This was inspired by the standard comm
Unix utility. I was using it one day to compare a couple of files but grew dissatisfied because it requires that the input files are sorted. This script does not. It simply compares the files as-is without assuming that they're sorted.
Syntax: comm2 [-123] [--json] file1 file2
Option | Description | Default |
---|---|---|
-1 |
Eliminate lines unique to file1 |
The default is to print all lines |
-2 |
Eliminate lines unique to file2 |
The default is to print all lines |
-3 |
Eliminate lines unique to both files | The default is to print all lines |
--json |
Print results in JSON format | The default is to lines with minimal formatting, only separating the three categories by a tab character. |
$ comm2 <(echo -e one\\ntwo) <(echo -e two\\nthree)
one
two
three
$ comm2 <(echo -e one\\ntwo) <(echo -e two\\nthree) | cat -A
^Ione$
two$
^I^Ithree$
$ comm2 -12 <(echo -e one\\ntwo) <(echo -e two\\nthree)
two
$ comm2 -12 --json <(echo -e one\\ntwo) <(echo -e two\\nthree)
[
{
"line": "two",
"pos1": 2,
"pos2": 1,
"status": "common"
}
]
$
-
The minimal formatting output makes use of tab characters to separate lines belonging to different categories:
- Unless eliminated, a line appearing in the first tab-delimited field was unique to
file1
- Unless eliminated, a line appearing in the second tab-delimited field was unique to
file2
- Unless eliminated, a line appearing in the third tab-delimited field was common to both files.
- If
-1
,-2
, or-3
is specified, there will be fewer fields in the output. For instance if-1
is specified but-2
is not, lines unique tofile2
will appear as the first field in the output, not the second.

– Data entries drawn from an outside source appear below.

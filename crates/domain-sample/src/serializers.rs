//! # Serializers
//!
//! How each domain sees the stored models. The main (backoffice) domain sees contact details,
//! the address and the orders of a user. Partners only see a user's name and orders.
//!
//! References are resolved through the tables, so a view reads the current state of the
//! related rows when a reference accessor is called, not when the view is built.

use crate::model::{Address, Order, User};
use crate::store::{Record, Table};
use domain_framework::mock::MemoryQuery;
use domain_framework::{DomainSerializers, QueryError, Serializer, SerializerError, MAIN_DOMAIN};

pub const PARTNER_DOMAIN: &str = "partner";

/// Per-domain serializers of every model.
#[derive(Clone)]
pub struct Serializers {
    pub users: DomainSerializers<User>,
    pub orders: DomainSerializers<Order>,
    pub addresses: DomainSerializers<Address>,
}

impl Serializers {
    pub fn new(
        users: &Table<User>,
        orders: &Table<Order>,
        addresses: &Table<Address>,
    ) -> Result<Self, SerializerError> {
        let address = address_serializer()?;
        let user_summary = user_summary_serializer()?;
        let main_order = order_serializer(users, user_summary)?;
        let partner_order = partner_order_serializer()?;

        let main_user = Serializer::builder("UserSerializer")
            .attribute("id")
            .attribute("name")
            .attribute_if("email", User::email_present)
            .attribute("phone_number")
            .attribute("status")
            .references_one(
                "address",
                lookup(addresses, |user: &User| user.address_id),
                address.clone(),
            )
            .references_many("orders", orders_of(orders), main_order.clone())
            .build()?;
        let partner_user = Serializer::builder("PartnerUserSerializer")
            .attribute("id")
            .attribute("name")
            .references_many("orders", orders_of(orders), partner_order.clone())
            .build()?;

        Ok(Self {
            users: DomainSerializers::new(main_user.clone())
                .with(MAIN_DOMAIN, main_user)
                .with(PARTNER_DOMAIN, partner_user),
            orders: DomainSerializers::new(main_order.clone())
                .with(MAIN_DOMAIN, main_order)
                .with(PARTNER_DOMAIN, partner_order),
            addresses: DomainSerializers::new(address),
        })
    }
}

fn address_serializer() -> Result<Serializer<Address>, SerializerError> {
    Serializer::builder("AddressSerializer")
        .attribute("id")
        .attribute("street")
        .attribute("city")
        .attribute("postal_code")
        .build()
}

/// Users as seen from their orders. No references back, so views don't cycle.
fn user_summary_serializer() -> Result<Serializer<User>, SerializerError> {
    Serializer::builder("UserSummarySerializer")
        .attribute("id")
        .attribute("name")
        .build()
}

fn order_serializer(
    users: &Table<User>,
    user_summary: Serializer<User>,
) -> Result<Serializer<Order>, SerializerError> {
    Serializer::builder("OrderSerializer")
        .attribute("id")
        .attribute("total")
        .attribute("state")
        .attribute_if("tracking_number", |order: &Order| order.tracking_number.is_some())
        .references_one("user", lookup(users, |order: &Order| Some(order.user_id)), user_summary)
        .build()
}

fn partner_order_serializer() -> Result<Serializer<Order>, SerializerError> {
    Serializer::builder("PartnerOrderSerializer")
        .attribute("id")
        .attribute("total")
        .attribute("state")
        .build()
}

/// Fetches the row of `table` whose id `key` reads off the owner.
fn lookup<O, T>(
    table: &Table<T>,
    key: impl Fn(&O) -> Option<u32> + Send + Sync + 'static,
) -> impl Fn(&O) -> Result<Option<T>, QueryError> + Send + Sync + 'static
where
    O: 'static,
    T: Record,
{
    let table = table.clone();
    move |owner: &O| match key(owner) {
        Some(id) => table
            .get(id)
            .map_err(|e| QueryError::Storage(e.to_string())),
        None => Ok(None),
    }
}

fn orders_of(
    orders: &Table<Order>,
) -> impl Fn(&User) -> MemoryQuery<Order> + Send + Sync + 'static {
    let orders = orders.clone();
    move |user: &User| orders.query().where_eq("user_id", user.id)
}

- Unless eliminated, a line appearing in the first tab-delimited field was unique to
-
Two file names must be specified. Note the command substitution technique used in the example:
$ foo ... <(bar ...) ...
If your input comes from a command or pipeline, you could use the same technique where the shell writes the data to a temporary file and passes the filename as an argument to
comm2
. Allcomm2
sees is a filename - it has no idea that command substitution was performed. -
Using the regular
comm
with one of these above examples:$ comm <(echo -e one\\ntwo) <(echo -e two\\nthree) one two comm: file 2 is not in sorted order three $
The behavior is is pretty much as expected and the error message can easily be disposed of but I'm not convinced that more complicated examples will work as well. If I come up with a more complicated example that demostrates the benefit of my script, I'll share it.